## Assignment
Each line below should be reproduced without any alteration.
======== Supplied material
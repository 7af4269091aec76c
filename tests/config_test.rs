//! File-level tests for configuration and secrets loading.

use std::fs;
use std::time::Duration;

use stargazer::config::{Config, Secrets};
use stargazer::{ProviderSelection, StargazerBuilder, TranslationMethod};

// =============================================================================
// Config files
// =============================================================================

#[test]
fn load_explicit_config_file() {
    let dir = tempfile::tempdir().unwrap();
    let path = dir.path().join("config.toml");
    fs::write(
        &path,
        r#"
            [providers]
            selection = "template"
            timeout_secs = 12

            [context]
            enabled = true
            top_k = 1

            [translation]
            method = "placeholder"
        "#,
    )
    .unwrap();

    let config = Config::load(Some(path.as_path())).unwrap();
    assert_eq!(
        config.providers.selection,
        ProviderSelection::Named("template".into())
    );
    assert_eq!(config.providers.timeout(), Duration::from_secs(12));
    assert!(config.context.enabled);
    assert_eq!(config.context.top_k, 1);
    assert_eq!(config.translation.method, TranslationMethod::Placeholder);
}

#[test]
fn malformed_config_is_configuration_error() {
    let dir = tempfile::tempdir().unwrap();
    let path = dir.path().join("config.toml");
    fs::write(&path, "[providers\nselection = ").unwrap();

    let err = Config::load_from_path(&path).unwrap_err();
    assert!(err.to_string().contains("Failed to parse config file"));
}

#[test]
fn unknown_translation_method_rejected() {
    let dir = tempfile::tempdir().unwrap();
    let path = dir.path().join("config.toml");
    fs::write(&path, "[translation]\nmethod = \"babelfish\"\n").unwrap();

    assert!(Config::load_from_path(&path).is_err());
}

// =============================================================================
// Secrets files
// =============================================================================

#[cfg(unix)]
fn write_secrets(mode: u32) -> (tempfile::TempDir, std::path::PathBuf) {
    use std::os::unix::fs::PermissionsExt;

    let dir = tempfile::tempdir().unwrap();
    let path = dir.path().join("secrets.toml");
    fs::write(
        &path,
        r#"
            [huggingface]
            api_key = "hf-file-key"
        "#,
    )
    .unwrap();
    fs::set_permissions(&path, fs::Permissions::from_mode(mode)).unwrap();
    (dir, path)
}

#[cfg(unix)]
#[test]
fn secrets_with_owner_only_permissions_load() {
    let (_dir, path) = write_secrets(0o600);
    let secrets = Secrets::load_from_path(&path).unwrap();
    assert_eq!(
        secrets.api_key("huggingface"),
        Some("hf-file-key".to_string())
    );
}

#[cfg(unix)]
#[test]
fn secrets_readable_by_others_rejected() {
    let (_dir, path) = write_secrets(0o644);
    let err = Secrets::load_from_path(&path).unwrap_err();
    assert!(err.to_string().contains("insecure permissions"));
}

// =============================================================================
// Config into builder
// =============================================================================

#[cfg(unix)]
#[test]
fn config_and_secrets_drive_the_builder() {
    let (_dir, secrets_path) = write_secrets(0o600);
    let secrets = Secrets::load_from_path(&secrets_path).unwrap();

    let config: Config = toml::from_str(
        r#"
            [translation]
            method = "nllb"
        "#,
    )
    .unwrap();

    let engine = StargazerBuilder::from_config(&config, &secrets)
        .build()
        .unwrap();

    let names = engine.provider_names();
    assert!(names.contains(&"huggingface"));
    assert_eq!(names.last(), Some(&"template"));
    assert!(
        engine
            .translation_methods()
            .contains(&TranslationMethod::Nllb)
    );
}

#[test]
fn named_method_without_backend_fails_build() {
    let config: Config = toml::from_str("[translation]\nmethod = \"google\"\n").unwrap();
    let result = StargazerBuilder::from_config(&config, &Secrets::default()).build();
    // GOOGLE_TRANSLATE_API_KEY would make the backend available.
    if std::env::var("GOOGLE_TRANSLATE_API_KEY").is_err() {
        assert!(result.is_err());
    }
}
================
## Solution to the problem
repository 7af4269091aec76c
filename tests/config_test.rs
//! File-level tests for configuration and secrets loading.

use std::fs;
use std::time::Duration;

use stargazer::config::{Config, Secrets};
use stargazer::{ProviderSelection, StargazerBuilder, TranslationMethod};

// =============================================================================
// Config files
// =============================================================================

#[test]
fn load_explicit_config_file() {
    let dir = tempfile::tempdir().unwrap();
    let path = dir.path().join("config.toml");
    fs::write(
        &path,
        r#"
            [providers]
            selection = "template"
            timeout_secs = 12

            [context]
            enabled = true
            top_k = 1

            [translation]
            method = "placeholder"
        "#,
    )
    .unwrap();

    let config = Config::load(Some(path.as_path())).unwrap();
    assert_eq!(
        config.providers.selection,
        ProviderSelection::Named("template".into())
    );
    assert_eq!(config.providers.timeout(), Duration::from_secs(12));
    assert!(config.context.enabled);
    assert_eq!(config.context.top_k, 1);
    assert_eq!(config.translation.method, TranslationMethod::Placeholder);
}

#[test]
fn malformed_config_is_configuration_error() {
    let dir = tempfile::tempdir().unwrap();
    let path = dir.path().join("config.toml");
    fs::write(&path, "[providers\nselection = ").unwrap();

    let err = Config::load_from_path(&path).unwrap_err();
    assert!(err.to_string().contains("Failed to parse config file"));
}

#[test]
fn unknown_translation_method_rejected() {
    let dir = tempfile::tempdir().unwrap();
    let path = dir.path().join("config.toml");
    fs::write(&path, "[translation]\nmethod = \"babelfish\"\n").unwrap();

    assert!(Config::load_from_path(&path).is_err());
}

// =============================================================================
// Secrets files
// =============================================================================

#[cfg(unix)]
fn write_secrets(mode: u32) -> (tempfile::TempDir, std::path::PathBuf) {
    use std::os::unix::fs::PermissionsExt;

    let dir = tempfile::tempdir().unwrap();
    let path = dir.path().join("secrets.toml");
    fs::write(
        &path,
        r#"
            [huggingface]
            api_key = "hf-file-key"
        "#,
    )
    .unwrap();
    fs::set_permissions(&path, fs::Permissions::from_mode(mode)).unwrap();
    (dir, path)
}

#[cfg(unix)]
#[test]
fn secrets_with_owner_only_permissions_load() {
    let (_dir, path) = write_secrets(0o600);
    let secrets = Secrets::load_from_path(&path).unwrap();
    assert_eq!(
        secrets.api_key("huggingface"),
        Some("hf-file-key".to_string())
    );
}

#[cfg(unix)]
#[test]
fn secrets_readable_by_others_rejected() {
    let (_dir, path) = write_secrets(0o644);
    let err = Secrets::load_from_path(&path).unwrap_err();
    assert!(err.to_string().contains("insecure permissions"));
}

// =============================================================================
// Config into builder
// =============================================================================

#[cfg(unix)]
#[test]
fn config_and_secrets_drive_the_builder() {
    let (_dir, secrets_path) = write_secrets(0o600);
    let secrets = Secrets::load_from_path(&secrets_path).unwrap();

    let config: Config = toml::from_str(
        r#"
            [translation]
            method = "nllb"
        "#,
    )
    .unwrap();

    let engine = StargazerBuilder::from_config(&config, &secrets)
        .build()
        .unwrap();

    let names = engine.provider_names();
    assert!(names.contains(&"huggingface"));
    assert_eq!(names.last(), Some(&"template"));
    assert!(
        engine
            .translation_methods()
            .contains(&TranslationMethod::Nllb)
    );
}

#[test]
fn named_method_without_backend_fails_build() {
    let config: Config = toml::from_str("[translation]\nmethod = \"google\"\n").unwrap();
    let result = StargazerBuilder::from_config(&config, &Secrets::default()).build();
    // GOOGLE_TRANSLATE_API_KEY would make the backend available.
    if std::env::var("GOOGLE_TRANSLATE_API_KEY").is_err() {
        assert!(result.is_err());
    }
}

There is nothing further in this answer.